The Battle of Balakot was fought between the forces of Maharaja Ranjit Singh and Syed Ahmad Barelvi in Balakot, Mansehra District on 6 May 1831. Barelvi declared jihad against the Sikhs and established a camp in Balakot. Along with Shah Ismail Dehlvi and his tribesmen, he attacked the Sikhs at dawn. The battle lasted all day. The Sikh soldiers eventually killed Syed Ahmad Barelvi, and hundreds of his followers were killed.

Battle 
On 6 May 1831, Syed Ahmad Barelvi's Mujahideen forces prepared for the final battle at Balakot in the mountainous valley of Mansehra. Sikh troops started landing at Balakot from Metikot Hill while Syed Ahmad and most of the Mujahideen forces were staying in and around the Masjid-E-Bala. The Mujahideen force was encamped far along the Satban waterfall. The Sikhs had warned Syed Ahmed that they would execute him and his followers if they didn't retreat, to which Syed Ahmed refused to surrender.
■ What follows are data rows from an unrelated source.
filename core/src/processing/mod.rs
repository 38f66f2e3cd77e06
pub mod angle;
pub mod bandpass;
pub mod correlation;
pub mod delay;
pub mod noise;
pub mod resample;

pub use angle::AngleMapper;
pub use bandpass::{BandpassStage, FilterKernel};
pub use correlation::{CorrelationBuffer, CrossCorrelator};
pub use delay::{DelayEstimate, DelayEstimator};
pub use noise::{NoiseStage, NoiseSuppressor};
pub use resample::{ResampleStage, Resampler};
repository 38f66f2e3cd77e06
pub mod profile;
pub mod template;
Syed Ahmad suddenly left Masjid-E-Bala to ambush the Sikhs and reached Masjid-E-Yarin. Then he marched towards the foot of Metikot Hill with the Mujahideen forces. Every inch of Tiller in Metikot Hill was quickly filled by Sikh troops. 

Syed Ahmad was at the forefront of the Mujahideen forces but he turned back after some Islamic warriors were left behind. Suddenly, he was killed in the fountain of Metikot Hill and was beheaded by the Nihangs who took his head as a trophy which was a common practice done by soldiers in the Indian subcontinent at that time.

A large group of Mujahideen fighters did not realize that Syed Ahmad had been killed and went in search of him. Besides, small groups of Mujahideen were killed while fighting in different places. This battle lasted at least two hours. Then the Mujahideens started shouting loudly to different groups that Syed Ahmad had been taken to the top of the hill and told them all to come to the top of the hill. As a result, the Mujahideen moved towards the mountains to the north. When they reached the top of the mountains, they realized that they were surrounded. They tried to escape but were massacred and slain by Sikh soldiers coming from all sides of the hills and mountains. Thus, the deadly battle had come to an end. 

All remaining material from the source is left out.